YOUR OBJECTIVE
Set down the material exactly as given, please, from its first line through the line that includes "back to debug".

SUPPLIED DATA

//! Tracing (logging)

use tracing_subscriber::layer::SubscriberExt;
use tracing_subscriber::util::{SubscriberInitExt, TryInitError};

/// Initialise tracing (logging)
///
/// Uses `filter` if given, otherwise the `RUST_LOG` environment variable, falling back to debug
/// logging for this crate if neither is set. Fails if the process already set a global
/// subscriber.
pub fn init_tracing(filter: Option<&str>) -> Result<(), TryInitError> {
    let filter = match filter {
        Some(filter) => tracing_subscriber::EnvFilter::new(filter),
        None => tracing_subscriber::EnvFilter::try_from_default_env()
            .unwrap_or_else(|_| "datacube_apply=debug".into()),
    };
    tracing_subscriber::registry()
        .with(filter)
        .with(tracing_subscriber::fmt::layer())
        .try_init()
}

#[cfg(test)]
mod tests {
    use super::*;

    #[test]
    fn test_init_tracing() {
        // Another test may have installed the subscriber already.
        init_tracing(Some("datacube_apply=info")).ok();
        ::tracing::info!("tracing initialised");
        assert!(init_tracing(None).is_err());
    }
}
//! Primitive descriptor lookup.
//!
//! The framework keeps a registry describing every server-side primitive: what it returns and
//! which aggregation category it belongs to. The operator only needs those two facts, so the
//! registry is consumed through the [PrimitiveRegistry] trait.

use crate::primitive::PrimitiveTree;
use crate::types::Category;

use hashbrown::HashMap;
use serde::{Deserialize, Serialize};
use thiserror::Error;

/// Kind of value a primitive returns.
#[derive(Clone, Copy, Debug, Deserialize, Eq, PartialEq, Serialize)]
#[serde(rename_all = "snake_case")]
pub enum ReturnKind {
    /// A binary array of elements
    BinaryArray,
    /// A single number
    Number,
    /// Anything else
    Other,
}

/// Facts the operator needs about one primitive.
#[derive(Clone, Debug, Deserialize, PartialEq, Serialize)]
pub struct Descriptor {
    /// Name of the primitive
    pub name: String,
    /// Kind of value returned
    pub returns: ReturnKind,
    /// Aggregation category; `simple` when not declared
    #[serde(default)]
    pub category: Category,
}

impl Descriptor {
    /// Return a new Descriptor.
    pub fn new(name: impl Into<String>, returns: ReturnKind, category: Category) -> Self {
        Self {
            name: name.into(),
            returns,
            category,
        }
    }

    pub fn returns_binary_array(&self) -> bool {
        self.returns == ReturnKind::BinaryArray
    }
}

/// Descriptor lookup error
#[derive(Debug, Error)]
pub enum DescriptorError {
    /// No descriptor for the primitive
    #[error("unknown primitive {name}")]
    Unknown { name: String },

    /// The registry could not be read
    #[error("invalid primitive registry")]
    Invalid(#[from] serde_json::Error),
}

/// Source of primitive descriptors.
pub trait PrimitiveRegistry: Send + Sync {
    /// Describe the primitive called `name`.
    fn describe(&self, name: &str) -> Result<Descriptor, DescriptorError>;
}

/// Registry held in memory, keyed by lower-case primitive name.
#[derive(Debug, Default)]
pub struct StaticRegistry {
    descriptors: HashMap<String, Descriptor>,
}

impl StaticRegistry {
    /// Build a registry from descriptors.
    pub fn new(descriptors: impl IntoIterator<Item = Descriptor>) -> Self {
        Self {
            descriptors: descriptors
                .into_iter()
                .map(|descriptor| (descriptor.name.to_ascii_lowercase(), descriptor))
                .collect(),
        }
    }

    /// Build a registry from a JSON array of descriptors.
    pub fn from_json(json: &str) -> Result<Self, DescriptorError> {
        let descriptors: Vec<Descriptor> = serde_json::from_str(json)?;
        Ok(Self::new(descriptors))
    }
}

impl PrimitiveRegistry for StaticRegistry {
    fn describe(&self, name: &str) -> Result<Descriptor, DescriptorError> {
        self.descriptors
            .get(&name.to_ascii_lowercase())
            .cloned()
            .ok_or_else(|| DescriptorError::Unknown {
                name: name.to_string(),
            })
    }
}

/// Outcome of describing a whole tree.
#[derive(Debug, Error)]
pub enum AnnotateError {
    /// Descriptor lookup failed
    #[error(transparent)]
    Descriptor(#[from] DescriptorError),

    /// A primitive is marked as framework-internal
    #[error("primitive {name} is reserved")]
    Reserved { name: String },
}

/// Fill in return kind and category of every call in the tree.
///
/// # Arguments
///
/// * `tree`: Parsed expression
/// * `registry`: Descriptor source
pub fn annotate(
    tree: &mut PrimitiveTree,
    registry: &dyn PrimitiveRegistry,
) -> Result<(), AnnotateError> {
    for call in tree.iter_mut() {
        let descriptor = registry.describe(&call.name)?;
        if descriptor.category == Category::Identity {
            return Err(AnnotateError::Reserved {
                name: call.name.clone(),
            });
        }
        call.returns_binary_array = descriptor.returns_binary_array();
        call.category = descriptor.category;
    }
    Ok(())
}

ANSWER FOR THE TASK
//! Tracing (logging)

use tracing_subscriber::layer::SubscriberExt;
use tracing_subscriber::util::{SubscriberInitExt, TryInitError};

/// Initialise tracing (logging)
///
/// Uses `filter` if given, otherwise the `RUST_LOG` environment variable, falling back to debug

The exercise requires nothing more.